Task requirements :: Give back every entry in full, exactly as it reads.

Stored data entries
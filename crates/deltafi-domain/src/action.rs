// action.rs
use crate::content::Content;
use chrono::{DateTime, Utc};
use flow::ActionType;
use indexmap::IndexMap;
use serde::{Deserialize, Serialize};
use uuid::Uuid;

/// Longitud máxima de `error_cause`, `error_context` y sus equivalentes de
/// filtrado.
pub const MAX_CAUSE_SIZE: usize = 100_000;

#[derive(Debug, Clone, Copy, PartialEq, Eq, Hash, Serialize, Deserialize)]
#[serde(rename_all = "SCREAMING_SNAKE_CASE")]
pub enum ActionState {
  Queued,
  ColdQueued,
  InFlight,
  Complete,
  Error,
  Retried,
  Filtered,
  Cancelled,
  /// El padre de un split: la acción terminó produciendo hijos.
  Split,
  /// Acción copiada a un hijo de split desde el historial del padre.
  Inherited,
}

impl ActionState {
  /// Estados en los que la acción cuenta como "activa" dentro de su flujo.
  pub fn is_active(self) -> bool {
    matches!(self, ActionState::Queued | ActionState::ColdQueued | ActionState::InFlight)
  }

  pub fn is_terminal(self) -> bool {
    !self.is_active()
  }
}

/// Un paso de procesamiento dentro de un flujo de un DeltaFile.
#[derive(Debug, Clone, PartialEq, Serialize, Deserialize)]
#[serde(rename_all = "camelCase")]
pub struct Action {
  pub id: Uuid,
  pub name: String,
  pub number: u32,
  #[serde(rename = "type")]
  pub action_type: ActionType,
  pub state: ActionState,
  /// Clase (cola) a la que se despachó.
  pub action_class: String,
  pub attempt: u32,
  pub created: DateTime<Utc>,
  pub queued: Option<DateTime<Utc>>,
  pub start: Option<DateTime<Utc>>,
  pub stop: Option<DateTime<Utc>>,
  pub modified: DateTime<Utc>,
  pub error_cause: Option<String>,
  pub error_context: Option<String>,
  pub filtered_cause: Option<String>,
  pub filtered_context: Option<String>,
  #[serde(default)]
  pub content: Vec<Content>,
  #[serde(default)]
  pub metadata: IndexMap<String, String>,
  #[serde(default)]
  pub delete_metadata_keys: Vec<String>,
}

impl Action {
  pub fn new(name: impl Into<String>,
             number: u32,
             action_type: ActionType,
             action_class: impl Into<String>,
             state: ActionState,
             attempt: u32,
             now: DateTime<Utc>)
             -> Self {
    let queued = if state.is_active() { Some(now) } else { None };
    Self { id: Uuid::new_v4(),
           name: name.into(),
           number,
           action_type,
           state,
           action_class: action_class.into(),
           attempt,
           created: now,
           queued,
           start: None,
           stop: None,
           modified: now,
           error_cause: None,
           error_context: None,
           filtered_cause: None,
           filtered_context: None,
           content: Vec::new(),
           metadata: IndexMap::new(),
           delete_metadata_keys: Vec::new() }
  }

  pub fn is_active(&self) -> bool {
    self.state.is_active()
  }

  pub fn is_terminal(&self) -> bool {
    self.state.is_terminal()
  }

  fn change_state(&mut self, state: ActionState, start: Option<DateTime<Utc>>, stop: Option<DateTime<Utc>>, now: DateTime<Utc>) {
    self.state = state;
    if start.is_some() {
      self.start = start;
    }
    self.stop = stop.or(Some(now));
    self.modified = now;
  }

  /// El worker reclamó la acción.
  pub fn start(&mut self, start: Option<DateTime<Utc>>, now: DateTime<Utc>) {
    self.state = ActionState::InFlight;
    self.start = start.or(Some(now));
    self.modified = now;
  }

  pub fn complete(&mut self,
                  start: Option<DateTime<Utc>>,
                  stop: Option<DateTime<Utc>>,
                  content: Vec<Content>,
                  metadata: IndexMap<String, String>,
                  delete_metadata_keys: Vec<String>,
                  now: DateTime<Utc>) {
    self.change_state(ActionState::Complete, start, stop, now);
    self.content = content;
    self.metadata = metadata;
    self.delete_metadata_keys = delete_metadata_keys;
  }

  pub fn split(&mut self, start: Option<DateTime<Utc>>, stop: Option<DateTime<Utc>>, now: DateTime<Utc>) {
    self.change_state(ActionState::Split, start, stop, now);
  }

  pub fn error(&mut self,
               start: Option<DateTime<Utc>>,
               stop: Option<DateTime<Utc>>,
               cause: &str,
               context: &str,
               now: DateTime<Utc>) {
    self.error_cause = Some(truncate(cause));
    self.error_context = Some(truncate(context));
    self.change_state(ActionState::Error, start, stop, now);
  }

  pub fn filter(&mut self,
                start: Option<DateTime<Utc>>,
                stop: Option<DateTime<Utc>>,
                cause: &str,
                context: &str,
                now: DateTime<Utc>) {
    self.filtered_cause = Some(truncate(cause));
    self.filtered_context = Some(truncate(context));
    self.change_state(ActionState::Filtered, start, stop, now);
  }

  pub fn retry(&mut self, now: DateTime<Utc>) {
    self.state = ActionState::Retried;
    self.modified = now;
  }

  /// Cancela la acción si sigue activa o quedó en error. Las acciones ya
  /// terminadas con éxito no cambian.
  pub fn cancel(&mut self, now: DateTime<Utc>) {
    if self.is_terminal() && self.state != ActionState::Error {
      return;
    }
    self.state = ActionState::Cancelled;
    self.modified = now;
  }
}

/// Trunca a `MAX_CAUSE_SIZE` caracteres respetando límites UTF-8.
pub fn truncate(s: &str) -> String {
  match s.char_indices().nth(MAX_CAUSE_SIZE) {
    Some((idx, _)) => s[..idx].to_string(),
    None => s.to_string(),
  }
}

#[cfg(test)]
mod tests {
  use super::*;

  #[test]
  fn error_cause_is_truncated() {
    let now = Utc::now();
    let mut a = Action::new("t", 0, ActionType::Transform, "org.T", ActionState::Queued, 1, now);
    let long = "x".repeat(MAX_CAUSE_SIZE + 10);
    a.error(None, None, &long, "ctx", now);
    assert_eq!(a.error_cause.as_deref().map(str::len), Some(MAX_CAUSE_SIZE));
    assert_eq!(a.state, ActionState::Error);
  }

  #[test]
  fn cancel_leaves_completed_actions_alone() {
    let now = Utc::now();
    let mut a = Action::new("t", 0, ActionType::Transform, "org.T", ActionState::Queued, 1, now);
    a.complete(None, None, vec![], IndexMap::new(), vec![], now);
    a.cancel(now);
    assert_eq!(a.state, ActionState::Complete);
  }
}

Problem solution ::
filename crates/deltafi-domain/src/action.rs
// action.rs
use crate::content::Content;
use chrono::{DateTime, Utc};
use flow::ActionType;
use indexmap::IndexMap;
use serde::{Deserialize, Serialize};
use uuid::Uuid;

/// Longitud máxima de `error_cause`, `error_context` y sus equivalentes de
/// filtrado.
pub const MAX_CAUSE_SIZE: usize = 100_000;

#[derive(Debug, Clone, Copy, PartialEq, Eq, Hash, Serialize, Deserialize)]
#[serde(rename_all = "SCREAMING_SNAKE_CASE")]
pub enum ActionState {
  Queued,
  ColdQueued,
  InFlight,
  Complete,
  Error,
  Retried,
  Filtered,
  Cancelled,
  /// El padre de un split: la acción terminó produciendo hijos.
  Split,
  /// Acción copiada a un hijo de split desde el historial del padre.
  Inherited,
}

impl ActionState {
  /// Estados en los que la acción cuenta como "activa" dentro de su flujo.
  pub fn is_active(self) -> bool {
    matches!(self, ActionState::Queued | ActionState::ColdQueued | ActionState::InFlight)
  }

  pub fn is_terminal(self) -> bool {
    !self.is_active()
  }
}

/// Un paso de procesamiento dentro de un flujo de un DeltaFile.
#[derive(Debug, Clone, PartialEq, Serialize, Deserialize)]
#[serde(rename_all = "camelCase")]
pub struct Action {
  pub id: Uuid,
  pub name: String,
  pub number: u32,
  #[serde(rename = "type")]
  pub action_type: ActionType,
  pub state: ActionState,
  /// Clase (cola) a la que se despachó.
  pub action_class: String,
  pub attempt: u32,
  pub created: DateTime<Utc>,
  pub queued: Option<DateTime<Utc>>,
  pub start: Option<DateTime<Utc>>,
  pub stop: Option<DateTime<Utc>>,
  pub modified: DateTime<Utc>,
  pub error_cause: Option<String>,
  pub error_context: Option<String>,
  pub filtered_cause: Option<String>,
  pub filtered_context: Option<String>,
  #[serde(default)]
  pub content: Vec<Content>,
  #[serde(default)]
  pub metadata: IndexMap<String, String>,
  #[serde(default)]
  pub delete_metadata_keys: Vec<String>,
}

impl Action {
  pub fn new(name: impl Into<String>,
             number: u32,
             action_type: ActionType,
             action_class: impl Into<String>,
             state: ActionState,
             attempt: u32,
             now: DateTime<Utc>)
             -> Self {
    let queued = if state.is_active() { Some(now) } else { None };
    Self { id: Uuid::new_v4(),
           name: name.into(),
           number,
           action_type,
           state,
           action_class: action_class.into(),
           attempt,
           created: now,
           queued,
           start: None,
           stop: None,
           modified: now,
           error_cause: None,
           error_context: None,
           filtered_cause: None,
           filtered_context: None,
           content: Vec::new(),
           metadata: IndexMap::new(),
           delete_metadata_keys: Vec::new() }
  }

  pub fn is_active(&self) -> bool {
    self.state.is_active()
  }

  pub fn is_terminal(&self) -> bool {
    self.state.is_terminal()
  }

  fn change_state(&mut self, state: ActionState, start: Option<DateTime<Utc>>, stop: Option<DateTime<Utc>>, now: DateTime<Utc>) {
    self.state = state;
    if start.is_some() {
      self.start = start;
    }
    self.stop = stop.or(Some(now));
    self.modified = now;
  }

  /// El worker reclamó la acción.
  pub fn start(&mut self, start: Option<DateTime<Utc>>, now: DateTime<Utc>) {
    self.state = ActionState::InFlight;
    self.start = start.or(Some(now));
    self.modified = now;
  }

  pub fn complete(&mut self,
                  start: Option<DateTime<Utc>>,
                  stop: Option<DateTime<Utc>>,
                  content: Vec<Content>,
                  metadata: IndexMap<String, String>,
                  delete_metadata_keys: Vec<String>,
                  now: DateTime<Utc>) {
    self.change_state(ActionState::Complete, start, stop, now);
    self.content = content;
    self.metadata = metadata;
    self.delete_metadata_keys = delete_metadata_keys;
  }

  pub fn split(&mut self, start: Option<DateTime<Utc>>, stop: Option<DateTime<Utc>>, now: DateTime<Utc>) {
    self.change_state(ActionState::Split, start, stop, now);
  }

  pub fn error(&mut self,
               start: Option<DateTime<Utc>>,
               stop: Option<DateTime<Utc>>,
               cause: &str,
               context: &str,
               now: DateTime<Utc>) {
    self.error_cause = Some(truncate(cause));
    self.error_context = Some(truncate(context));
    self.change_state(ActionState::Error, start, stop, now);
  }

  pub fn filter(&mut self,
                start: Option<DateTime<Utc>>,
                stop: Option<DateTime<Utc>>,
                cause: &str,
                context: &str,
                now: DateTime<Utc>) {
    self.filtered_cause = Some(truncate(cause));
    self.filtered_context = Some(truncate(context));
    self.change_state(ActionState::Filtered, start, stop, now);
  }

  pub fn retry(&mut self, now: DateTime<Utc>) {
    self.state = ActionState::Retried;
    self.modified = now;
  }

  /// Cancela la acción si sigue activa o quedó en error. Las acciones ya
  /// terminadas con éxito no cambian.
  pub fn cancel(&mut self, now: DateTime<Utc>) {
    if self.is_terminal() && self.state != ActionState::Error {
      return;
    }
    self.state = ActionState::Cancelled;
    self.modified = now;
  }
}

/// Trunca a `MAX_CAUSE_SIZE` caracteres respetando límites UTF-8.
pub fn truncate(s: &str) -> String {
  match s.char_indices().nth(MAX_CAUSE_SIZE) {
    Some((idx, _)) => s[..idx].to_string(),
    None => s.to_string(),
  }
}

#[cfg(test)]
mod tests {
  use super::*;

  #[test]
  fn error_cause_is_truncated() {
    let now = Utc::now();
    let mut a = Action::new("t", 0, ActionType::Transform, "org.T", ActionState::Queued, 1, now);
    let long = "x".repeat(MAX_CAUSE_SIZE + 10);
    a.error(None, None, &long, "ctx", now);
    assert_eq!(a.error_cause.as_deref().map(str::len), Some(MAX_CAUSE_SIZE));
    assert_eq!(a.state, ActionState::Error);
  }

  #[test]
  fn cancel_leaves_completed_actions_alone() {
    let now = Utc::now();
    let mut a = Action::new("t", 0, ActionType::Transform, "org.T", ActionState::Queued, 1, now);
    a.complete(None, None, vec![], IndexMap::new(), vec![], now);
    a.cancel(now);
    assert_eq!(a.state, ActionState::Complete);
  }
}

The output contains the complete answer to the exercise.